◆ Requirement: Keep only the lines from the start of the data through the line containing "locator.dao = Some((*dao).to_string());", and output them exactly.
--- START ---
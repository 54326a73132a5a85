//! Location parsing and formatting
//!
//! `parse_path` turns a `(pathname, search)` pair into a [`Locator`];
//! `app_path` and `preferences_search` go the other way.

use crate::types::{AppMode, Locator, PreferencesLocation};

/// Instance shown when the path names only the organization
pub const HOME_INSTANCE: &str = "home";

const PREFERENCES_KEY: &str = "preferences";

/// Parse a location into a locator. Total: unknown shapes fall back to
/// the start screen.
pub fn parse_path(pathname: &str, search: &str) -> Locator {
    let pathname = if pathname.is_empty() { "/" } else { pathname };
    let parts: Vec<&str> = pathname.split('/').filter(|p| !p.is_empty()).collect();

    let mut locator = Locator {
        mode: AppMode::Start,
        pathname: pathname.to_string(),
        search: search.to_string(),
        dao: None,
        instance_id: None,
        instance_path: None,
        action: None,
        preferences: parse_preferences(search),
    };

    match parts.as_slice() {
        [] => {}
        ["open", ..] => {
            locator.action = Some("open".to_string());
        }
        ["create", ..] => {
            locator.mode = AppMode::Setup;
            locator.action = Some("create".to_string());
        }
        [dao, rest @ ..] => {
            locator.mode = AppMode::Org;
            locator.dao = Some((*dao).to_string());
            locator.instance_id = Some(rest.first().copied().unwrap_or(HOME_INSTANCE).to_string());
            let tail = rest.get(1..).unwrap_or_default();
            locator.instance_path = Some(format!("/{}", tail.join("/")));
        }
    }

    locator
}

/// The pieces of an org-mode location
#[derive(Debug, Clone, Copy)]
pub struct AppLocation<'a> {
    pub dao: &'a str,
    pub instance_id: &'a str,
    pub instance_path: &'a str,
    pub search: &'a str,
}

/// Format an org-mode location as a path.
pub fn app_path(location: AppLocation<'_>) -> String {
    let instance_path = location.instance_path.trim_start_matches('/');
    let mut path = format!("/{}", location.dao);
    if location.instance_id != HOME_INSTANCE || !instance_path.is_empty() {
        path.push('/');
        path.push_str(location.instance_id);
    }
    if !instance_path.is_empty() {
        path.push('/');
        path.push_str(instance_path);
    }
    path.push_str(location.search);
    path
}

/// Path of `locator` with its query replaced by `search`.
pub fn path_with_search(locator: &Locator, search: &str) -> String {
    match (&locator.dao, &locator.instance_id) {
        (Some(dao), Some(instance_id)) => app_path(AppLocation {
            dao,
            instance_id,
            instance_path: locator.instance_path.as_deref().unwrap_or("/"),
            search,
        }),
        _ => format!("{}{}", locator.pathname, search),
    }
}

/// Encode a preferences screen (and one optional key/value) as a query.
pub fn preferences_search(screen: &str, data: Option<(&str, &str)>) -> String {
    let mut search = format!(
        "?{}={}",
        PREFERENCES_KEY,
        urlencoding::encode(&format!("/{screen}"))
    );
    if let Some((key, value)) = data {
        search.push('&');
        search.push_str(&urlencoding::encode(key));
        search.push('=');
        search.push_str(&urlencoding::encode(value));
    }
    search
}

fn parse_preferences(search: &str) -> Option<PreferencesLocation> {
    let query = search.strip_prefix('?').unwrap_or(search);
    let mut screen = None;
    let mut data = None;

    for pair in query.split('&').filter(|p| !p.is_empty()) {
        let (key, value) = pair.split_once('=').unwrap_or((pair, ""));
        let key = decode(key);
        let value = decode(value);
        if key == PREFERENCES_KEY {
            screen = Some(value.trim_start_matches('/').to_string());
        } else if data.is_none() {
            data = Some((key, value));
        }
    }

    screen.map(|screen| PreferencesLocation { screen, data })
}

fn decode(raw: &str) -> String {
    urlencoding::decode(raw)
        .map(|s| s.into_owned())
        .unwrap_or_else(|_| raw.to_string())
}

/// Strip a trailing `.<suffix>` from a name, if present.
pub fn strip_name_suffix<'a>(name: &'a str, suffix: &str) -> &'a str {
    name.strip_suffix(suffix)
        .and_then(|rest| rest.strip_suffix('.'))
        .filter(|rest| !rest.is_empty())
        .unwrap_or(name)
}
--- END ---
◆ Your solution:
repository 54326a73132a5a85
//! Location parsing and formatting
//!
//! `parse_path` turns a `(pathname, search)` pair into a [`Locator`];
//! `app_path` and `preferences_search` go the other way.

use crate::types::{AppMode, Locator, PreferencesLocation};

/// Instance shown when the path names only the organization
pub const HOME_INSTANCE: &str = "home";

const PREFERENCES_KEY: &str = "preferences";

/// Parse a location into a locator. Total: unknown shapes fall back to
/// the start screen.
pub fn parse_path(pathname: &str, search: &str) -> Locator {
    let pathname = if pathname.is_empty() { "/" } else { pathname };
    let parts: Vec<&str> = pathname.split('/').filter(|p| !p.is_empty()).collect();

    let mut locator = Locator {
        mode: AppMode::Start,
        pathname: pathname.to_string(),
        search: search.to_string(),
        dao: None,
        instance_id: None,
        instance_path: None,
        action: None,
        preferences: parse_preferences(search),
    };

    match parts.as_slice() {
        [] => {}
        ["open", ..] => {
            locator.action = Some("open".to_string());
        }
        ["create", ..] => {
            locator.mode = AppMode::Setup;
            locator.action = Some("create".to_string());
        }
        [dao, rest @ ..] => {
            locator.mode = AppMode::Org;
            locator.dao = Some((*dao).to_string());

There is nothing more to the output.